• [Assignment] Below are records; copy every line among them that contains the word "failed".

• [Records for the task]
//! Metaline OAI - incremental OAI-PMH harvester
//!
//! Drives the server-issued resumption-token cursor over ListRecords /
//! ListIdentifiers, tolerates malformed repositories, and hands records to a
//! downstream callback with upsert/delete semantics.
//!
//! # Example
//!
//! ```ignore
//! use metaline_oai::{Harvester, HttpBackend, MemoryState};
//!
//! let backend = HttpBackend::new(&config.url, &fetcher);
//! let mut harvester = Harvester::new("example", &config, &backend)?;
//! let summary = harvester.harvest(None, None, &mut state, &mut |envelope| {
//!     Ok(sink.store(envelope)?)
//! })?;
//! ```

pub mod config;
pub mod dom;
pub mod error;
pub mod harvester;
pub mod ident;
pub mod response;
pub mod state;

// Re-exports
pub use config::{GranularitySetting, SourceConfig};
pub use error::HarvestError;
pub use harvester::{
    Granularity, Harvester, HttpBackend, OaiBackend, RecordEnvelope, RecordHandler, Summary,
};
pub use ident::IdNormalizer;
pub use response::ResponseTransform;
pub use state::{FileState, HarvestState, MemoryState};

---

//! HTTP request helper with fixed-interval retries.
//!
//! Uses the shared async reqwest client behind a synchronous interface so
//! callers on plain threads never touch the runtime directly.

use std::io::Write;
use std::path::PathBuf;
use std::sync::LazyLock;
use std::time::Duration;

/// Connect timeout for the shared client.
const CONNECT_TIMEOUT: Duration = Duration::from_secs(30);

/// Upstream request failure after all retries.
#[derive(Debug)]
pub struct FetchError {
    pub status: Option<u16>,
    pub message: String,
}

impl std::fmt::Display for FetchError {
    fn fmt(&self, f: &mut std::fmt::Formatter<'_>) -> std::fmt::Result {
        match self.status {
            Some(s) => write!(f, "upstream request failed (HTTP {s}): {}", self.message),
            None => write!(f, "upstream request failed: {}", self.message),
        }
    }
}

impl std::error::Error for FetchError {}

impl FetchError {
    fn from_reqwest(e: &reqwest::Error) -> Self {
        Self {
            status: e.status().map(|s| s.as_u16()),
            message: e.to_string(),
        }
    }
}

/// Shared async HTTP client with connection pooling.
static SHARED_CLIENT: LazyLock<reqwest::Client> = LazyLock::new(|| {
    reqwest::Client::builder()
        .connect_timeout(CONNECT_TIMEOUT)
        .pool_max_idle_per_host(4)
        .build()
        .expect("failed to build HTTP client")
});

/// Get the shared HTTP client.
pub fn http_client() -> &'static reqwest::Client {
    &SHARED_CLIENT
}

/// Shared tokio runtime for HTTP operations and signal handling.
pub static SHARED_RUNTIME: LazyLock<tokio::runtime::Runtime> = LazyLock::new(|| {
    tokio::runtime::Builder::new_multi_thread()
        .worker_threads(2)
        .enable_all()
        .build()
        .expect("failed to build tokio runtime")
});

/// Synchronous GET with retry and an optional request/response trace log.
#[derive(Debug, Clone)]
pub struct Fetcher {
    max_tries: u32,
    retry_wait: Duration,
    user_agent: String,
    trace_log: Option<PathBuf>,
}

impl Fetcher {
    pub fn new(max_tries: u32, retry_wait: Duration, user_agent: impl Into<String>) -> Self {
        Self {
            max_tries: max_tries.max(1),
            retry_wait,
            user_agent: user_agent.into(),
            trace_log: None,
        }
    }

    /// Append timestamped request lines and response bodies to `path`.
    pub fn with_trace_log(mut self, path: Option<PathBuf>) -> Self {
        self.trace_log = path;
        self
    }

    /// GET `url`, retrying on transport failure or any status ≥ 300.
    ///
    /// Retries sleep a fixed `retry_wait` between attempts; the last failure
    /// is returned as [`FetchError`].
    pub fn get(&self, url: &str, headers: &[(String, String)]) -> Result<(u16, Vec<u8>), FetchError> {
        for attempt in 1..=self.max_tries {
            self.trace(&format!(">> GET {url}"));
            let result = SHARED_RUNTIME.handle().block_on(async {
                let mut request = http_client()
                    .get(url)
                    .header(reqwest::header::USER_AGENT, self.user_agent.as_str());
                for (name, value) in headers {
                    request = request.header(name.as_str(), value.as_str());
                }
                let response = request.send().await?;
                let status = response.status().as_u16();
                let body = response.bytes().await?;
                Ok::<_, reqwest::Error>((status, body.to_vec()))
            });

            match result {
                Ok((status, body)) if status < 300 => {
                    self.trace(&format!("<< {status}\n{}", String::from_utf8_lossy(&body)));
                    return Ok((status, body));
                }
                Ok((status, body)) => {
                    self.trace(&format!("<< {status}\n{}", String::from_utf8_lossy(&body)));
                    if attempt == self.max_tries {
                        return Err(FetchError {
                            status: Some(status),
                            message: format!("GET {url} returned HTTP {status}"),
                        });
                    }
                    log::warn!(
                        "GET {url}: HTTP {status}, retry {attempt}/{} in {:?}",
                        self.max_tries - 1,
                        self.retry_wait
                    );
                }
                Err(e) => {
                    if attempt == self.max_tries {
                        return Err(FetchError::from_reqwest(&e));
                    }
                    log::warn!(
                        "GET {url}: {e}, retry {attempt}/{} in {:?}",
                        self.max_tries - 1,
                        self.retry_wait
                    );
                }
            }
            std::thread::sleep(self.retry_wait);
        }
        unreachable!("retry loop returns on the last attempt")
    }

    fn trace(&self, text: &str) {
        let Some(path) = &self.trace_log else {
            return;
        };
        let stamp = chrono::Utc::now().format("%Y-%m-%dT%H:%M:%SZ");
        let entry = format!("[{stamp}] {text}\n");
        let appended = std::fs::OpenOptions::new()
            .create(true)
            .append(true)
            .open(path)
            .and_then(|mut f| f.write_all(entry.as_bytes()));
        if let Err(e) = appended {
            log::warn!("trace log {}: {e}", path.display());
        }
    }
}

...

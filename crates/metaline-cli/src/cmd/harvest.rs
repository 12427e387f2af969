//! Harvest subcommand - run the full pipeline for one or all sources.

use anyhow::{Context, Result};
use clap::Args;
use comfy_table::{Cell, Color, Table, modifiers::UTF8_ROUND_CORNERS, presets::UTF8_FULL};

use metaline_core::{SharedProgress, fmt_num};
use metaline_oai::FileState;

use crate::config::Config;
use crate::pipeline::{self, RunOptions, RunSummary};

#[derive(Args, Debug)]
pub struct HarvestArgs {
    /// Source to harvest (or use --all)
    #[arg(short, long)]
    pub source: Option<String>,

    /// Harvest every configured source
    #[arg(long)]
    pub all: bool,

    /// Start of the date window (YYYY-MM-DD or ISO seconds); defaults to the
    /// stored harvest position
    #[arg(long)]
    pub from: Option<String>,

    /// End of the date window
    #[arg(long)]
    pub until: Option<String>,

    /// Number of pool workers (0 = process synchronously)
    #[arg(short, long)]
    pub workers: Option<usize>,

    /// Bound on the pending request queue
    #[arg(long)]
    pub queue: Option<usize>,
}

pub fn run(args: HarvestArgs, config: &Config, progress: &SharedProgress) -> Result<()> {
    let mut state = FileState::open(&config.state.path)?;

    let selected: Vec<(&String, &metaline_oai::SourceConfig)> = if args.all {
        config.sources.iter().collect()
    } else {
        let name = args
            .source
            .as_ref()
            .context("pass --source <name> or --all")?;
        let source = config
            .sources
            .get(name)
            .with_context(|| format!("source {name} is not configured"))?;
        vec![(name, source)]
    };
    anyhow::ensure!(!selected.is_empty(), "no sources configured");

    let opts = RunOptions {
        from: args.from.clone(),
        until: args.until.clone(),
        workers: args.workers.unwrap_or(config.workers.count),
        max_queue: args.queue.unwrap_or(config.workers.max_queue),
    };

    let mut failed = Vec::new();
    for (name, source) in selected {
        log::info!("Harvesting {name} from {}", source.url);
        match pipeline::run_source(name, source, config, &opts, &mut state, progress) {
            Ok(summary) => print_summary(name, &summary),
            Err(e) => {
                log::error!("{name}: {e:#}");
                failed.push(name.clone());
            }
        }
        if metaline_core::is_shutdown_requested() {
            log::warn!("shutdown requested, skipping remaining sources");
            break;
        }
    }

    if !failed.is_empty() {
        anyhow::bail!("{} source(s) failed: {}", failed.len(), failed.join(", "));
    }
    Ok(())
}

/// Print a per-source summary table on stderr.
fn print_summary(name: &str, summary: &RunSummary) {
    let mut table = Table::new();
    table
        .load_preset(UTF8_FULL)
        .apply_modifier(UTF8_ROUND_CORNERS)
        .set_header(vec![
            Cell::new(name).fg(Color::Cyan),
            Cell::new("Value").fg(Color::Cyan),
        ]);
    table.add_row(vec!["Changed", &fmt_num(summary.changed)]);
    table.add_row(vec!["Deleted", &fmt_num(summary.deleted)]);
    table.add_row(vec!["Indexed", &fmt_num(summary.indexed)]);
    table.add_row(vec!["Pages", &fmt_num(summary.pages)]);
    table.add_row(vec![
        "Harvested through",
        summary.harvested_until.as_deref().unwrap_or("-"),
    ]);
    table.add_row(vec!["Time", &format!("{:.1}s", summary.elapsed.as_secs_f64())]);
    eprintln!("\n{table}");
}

• [Solution for this exercise]
            Some(s) => write!(f, "upstream request failed (HTTP {s}): {}", self.message),
            None => write!(f, "upstream request failed: {}", self.message),
        .expect("failed to build HTTP client")
        .expect("failed to build tokio runtime")
    let mut failed = Vec::new();
                failed.push(name.clone());
    if !failed.is_empty() {
        anyhow::bail!("{} source(s) failed: {}", failed.len(), failed.join(", "));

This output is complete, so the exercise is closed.